Selama ini konflik selalu diidentikan dengan kekerasan, menurut Johan Galtung, konflik dapat diartikan sebagai benturan fisik dan verbal dimana akan muncul penghancuran, tapi konflik juga bisa dipahami sebagai sekumpulan permasalahan yang menghasilkan penciptaan penyelesaian baru, sedangkan kekerasan adalah situasi ketidaknyamanan yang dialami aktor dimana ketidaknyamanan adalah apa yang “seharusnya” tidak sama dengan apa yang “ada” bisa juga berupa suatu sikap yang ditujukan untuk menekan pihak lawan, baik secara fisik, verbal, ataupun psikologi (Galtung: 1960). Untuk lebih mudahnya, menurut saya keduanya kadang muncul sendiri-sendiri terkadang bisa juga bersamaan, dimana suatu konflik dapat berupa/berujung dengan kekerasan dan kekerasan sendiri dapat memunculkan konflik.

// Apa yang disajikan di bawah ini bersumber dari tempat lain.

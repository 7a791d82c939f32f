//! Order Data

use jiff::Timestamp;
use rust_decimal::Decimal;

use crate::domain::{
    customers::records::CustomerUuid,
    orders::records::{OrderStatus, OrderUuid},
    restaurants::records::RestaurantUuid,
};

/// New Order Data
#[derive(Debug, Clone, PartialEq)]
pub struct NewOrder {
    pub uuid: OrderUuid,
    pub customer_uuid: CustomerUuid,
    pub restaurant_uuid: RestaurantUuid,

    /// Copied from the customer's profile at checkout time.
    pub delivery_address: String,

    /// Copied from the customer's profile at checkout time.
    pub postal_code: String,

    pub total_amount: Decimal,
    pub status: OrderStatus,
    pub created_at: Timestamp,
}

Dalam teori tentang segitiga kekerasan Galtung, kekerasan terbagi menjadi tiga yaitu kekerasan langsung, kultural dan struktural. Dimana kekerasan langsung seringkali didasarkan atas penggunaan kekuasaan sumber (resource power), yang dibedakan menjadi kekuasaan yang bersifat menghancurkan, kemudian kekuasaan ideologis dan kekuasaan renumeratif. Baik kekuasaan sumber dan kekuasan struktural saling berkaitan, saling memperkuat. Galtung mengungkapkan kekerasan struktural dan personal dapat menghalangi untuk memenuhi kebutuhan dasar. Kebutuhan-kebutuhan dasar ini adalah kelestarian atau keberlangsungan hidup, kesejahteraan, kebebasan, dan identitas. Jika empat kebutuhan dasar ini mengalami tekanan atau kekerasan dari kekuasaan personal dan struktural, maka konflik kekerasan akan muncul ke permukaan sosial.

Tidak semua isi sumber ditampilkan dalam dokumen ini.